You might need therapy for emotional regulation if:
- You find yourself stuffing emotions down
- You try to “stay positive” rather than acknowledge your pain
- Your emotions feel out of control, or like they’re controlling you
- Your relationships suffer because your emotions get the best of you
- You find yourself overreacting to things that seem small
Can you imagine a world where kids are taught how to label and cope with their emotions rather than being sent to their room, or told to “stop crying”? So many of my clients resonate with this experience or ones like it. How many times have we been told not to dwell on the past, move on, or just get over it? These are all the opposite of healthy.
Therapy for emotional regulation is about embracing emotions without judgement, learning the best ways to cope with emotions that feel big, and practice consistent coping skills to start to feel more in control.
How I Can Help
I help clients understand where their emotional starvation started- childhood? School? A parent? A partner? If we can pinpoint the start, we can also start to unravel and unlearn.

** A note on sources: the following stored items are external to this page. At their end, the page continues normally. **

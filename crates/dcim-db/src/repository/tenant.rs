//! SurrealDB implementation of [`TenantRepository`].
//!
//! Tenant deletion nullifies the ownership reference on hardware rather
//! than deleting the hardware; the policy executor handles that.

use chrono::{DateTime, Utc};
use dcim_core::error::DcimResult;
use dcim_core::models::tenant::{CreateTenant, Tenant, TenantFilter, UpdateTenant};
use dcim_core::policy::EntityKind;
use dcim_core::query::{ListOptions, Page};
use dcim_core::repository::TenantRepository;
use surrealdb::{Connection, Surreal};
use surrealdb_types::SurrealValue;
use uuid::Uuid;

use crate::cascade;
use crate::error::DbError;
use crate::query::{ListQuery, ensure_exists, ensure_unique};

const SORTABLE: &[&str] = &["name", "created_at", "updated_at"];
const SEARCHABLE: &[&str] = &["name", "description"];
const CONFLICT: &str = "Tenant name already taken in this group";

#[derive(Debug, SurrealValue)]
struct TenantRow {
    tenant_group_id: String,
    name: String,
    description: Option<String>,
    created_at: DateTime<Utc>,
    updated_at: DateTime<Utc>,
}

impl TenantRow {
    fn into_tenant(self, id: Uuid) -> Result<Tenant, DbError> {
        let tenant_group_id = Uuid::parse_str(&self.tenant_group_id)
            .map_err(|e| DbError::Query(format!("invalid group UUID: {e}")))?;
        Ok(Tenant {
            id,
            tenant_group_id,
            name: self.name,
            description: self.description,
            created_at: self.created_at,
            updated_at: self.updated_at,
        })
    }
}

#[derive(Debug, SurrealValue)]
struct TenantRowWithId {
    record_id: String,
    tenant_group_id: String,
    name: String,
    description: Option<String>,
    created_at: DateTime<Utc>,
    updated_at: DateTime<Utc>,
}

impl TenantRowWithId {
    fn try_into_tenant(self) -> Result<Tenant, DbError> {
        let id = Uuid::parse_str(&self.record_id)
            .map_err(|e| DbError::Query(format!("invalid UUID: {e}")))?;
        let tenant_group_id = Uuid::parse_str(&self.tenant_group_id)
            .map_err(|e| DbError::Query(format!("invalid group UUID: {e}")))?;
        Ok(Tenant {
            id,
            tenant_group_id,
            name: self.name,
            description: self.description,
            created_at: self.created_at,
            updated_at: self.updated_at,
        })
    }
}

/// SurrealDB implementation of the Tenant repository.
#[derive(Clone)]
pub struct SurrealTenantRepository<C: Connection> {
    db: Surreal<C>,
}

impl<C: Connection> SurrealTenantRepository<C> {
    pub fn new(db: Surreal<C>) -> Self {
        Self { db }
    }
}

impl<C: Connection> TenantRepository for SurrealTenantRepository<C> {
    async fn create(&self, input: CreateTenant) -> DcimResult<Tenant> {
        let group_id_str = input.tenant_group_id.to_string();
        ensure_exists(&self.db, EntityKind::TenantGroup, &group_id_str).await?;
        ensure_unique(
            &self.db,
            "tenant",
            &[("name", &input.name), ("tenant_group_id", &group_id_str)],
            None,
            CONFLICT,
        )
        .await?;

        let id = Uuid::new_v4();
        let id_str = id.to_string();

        let result = self
            .db
            .query(
                "CREATE type::record('tenant', $id) SET \
                 tenant_group_id = $tenant_group_id, \
                 name = $name, description = $description",
            )
            .bind(("id", id_str.clone()))
            .bind(("tenant_group_id", group_id_str))
            .bind(("name", input.name))
            .bind(("description", input.description))
            .await
            .map_err(DbError::from)?;

        let mut result = result.check().map_err(|e| DbError::Query(e.to_string()))?;

        let rows: Vec<TenantRow> = result.take(0).map_err(DbError::from)?;
        let row = rows.into_iter().next().ok_or_else(|| DbError::NotFound {
            entity: "tenant".into(),
            id: id_str,
        })?;

        Ok(row.into_tenant(id)?)
    }

    async fn get_by_id(&self, id: Uuid) -> DcimResult<Tenant> {
        let id_str = id.to_string();

        let mut result = self
            .db
            .query("SELECT * FROM type::record('tenant', $id)")
            .bind(("id", id_str.clone()))
            .await
            .map_err(DbError::from)?;

        let rows: Vec<TenantRow> = result.take(0).map_err(DbError::from)?;
        let row = rows.into_iter().next().ok_or_else(|| DbError::NotFound {
            entity: "tenant".into(),
            id: id_str,
        })?;

        Ok(row.into_tenant(id)?)
    }

    async fn update(&self, id: Uuid, input: UpdateTenant) -> DcimResult<Tenant> {
        let current = self.get_by_id(id).await?;
        let id_str = id.to_string();

        if let Some(group_id) = input.tenant_group_id {
            ensure_exists(&self.db, EntityKind::TenantGroup, &group_id.to_string()).await?;
        }

        if input.name.is_some() || input.tenant_group_id.is_some() {
            let target_name = input.name.clone().unwrap_or(current.name);
            let target_group = input
                .tenant_group_id
                .unwrap_or(current.tenant_group_id)
                .to_string();
            ensure_unique(
                &self.db,
                "tenant",
                &[("name", &target_name), ("tenant_group_id", &target_group)],
                Some(&id_str),
                CONFLICT,
            )
            .await?;
        }

        let mut sets = Vec::new();
        if input.tenant_group_id.is_some() {
            sets.push("tenant_group_id = $tenant_group_id");
        }
        if input.name.is_some() {
            sets.push("name = $name");
        }
        if input.description.is_some() {
            sets.push("description = $description");
        }
        sets.push("updated_at = time::now()");

        let query = format!("UPDATE type::record('tenant', $id) SET {}", sets.join(", "));

        let mut builder = self.db.query(&query).bind(("id", id_str.clone()));
        if let Some(group_id) = input.tenant_group_id {
            builder = builder.bind(("tenant_group_id", group_id.to_string()));
        }
        if let Some(name) = input.name {
            builder = builder.bind(("name", name));
        }
        if let Some(description) = input.description {
            builder = builder.bind(("description", description));
        }

        let result = builder.await.map_err(DbError::from)?;
        let mut result = result.check().map_err(|e| DbError::Query(e.to_string()))?;

        let rows: Vec<TenantRow> = result.take(0).map_err(DbError::from)?;
        let row = rows.into_iter().next().ok_or_else(|| DbError::NotFound {
            entity: "tenant".into(),
            id: id_str,
        })?;

        Ok(row.into_tenant(id)?)
    }

    async fn delete(&self, id: Uuid) -> DcimResult<()> {
        cascade::delete_entity(&self.db, EntityKind::Tenant, id).await
    }

    async fn list(&self, filter: TenantFilter, options: ListOptions) -> DcimResult<Page<Tenant>> {
        let resolved = options.resolve(SORTABLE);

        let mut query = ListQuery::new("tenant");
        query.search(SEARCHABLE, filter.search);
        query.eq("name", filter.name);
        query.eq(
            "tenant_group_id",
            filter.tenant_group_id.map(|id| id.to_string()),
        );

        let (rows, total): (Vec<TenantRowWithId>, u64) = query.run(&self.db, &resolved).await?;
        let results = rows
            .into_iter()
            .map(|row| row.try_into_tenant())
            .collect::<Result<Vec<_>, DbError>>()?;

        Ok(Page::new(results, resolved.page, resolved.limit, total))
    }
}
//! Room domain model.

use chrono::{DateTime, Utc};
use serde::{Deserialize, Serialize};
use uuid::Uuid;

#[derive(Debug, Clone, Serialize, Deserialize)]
pub struct Room {
    pub id: Uuid,
    pub site_id: Uuid,
    pub name: String,
    pub description: Option<String>,
    pub created_at: DateTime<Utc>,
    pub updated_at: DateTime<Utc>,
}

#[derive(Debug, Clone, Serialize, Deserialize)]
pub struct CreateRoom {
    pub site_id: Uuid,
    pub name: String,
    pub description: Option<String>,
}

#[derive(Debug, Clone, Serialize, Deserialize, Default)]
pub struct UpdateRoom {
    pub site_id: Option<Uuid>,
    pub name: Option<String>,
    pub description: Option<String>,
}

#[derive(Debug, Clone, Default)]
pub struct RoomFilter {
    pub search: Option<String>,
    pub name: Option<String>,
    pub site_id: Option<Uuid>,
}

#[derive(Debug, Clone, Serialize, Deserialize)]
pub struct RoomSummary {
    #[serde(flatten)]
    pub room: Room,
    pub rack_count: u64,
}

We will get comfortable with identifying emotions, validating emotions, and looking at emotions without labels or judgement (no good or bad here). Once we can do that, we can start to learn how to dampen the impact of these big feelings through coping skills designed for you. Practice makes perfect, so emotional regulation skills are all about being intentional and consistent.
Clients who develop their emotional regulation skills often have lower levels of stress and are able to tolerate more the world around them. Pretty rad.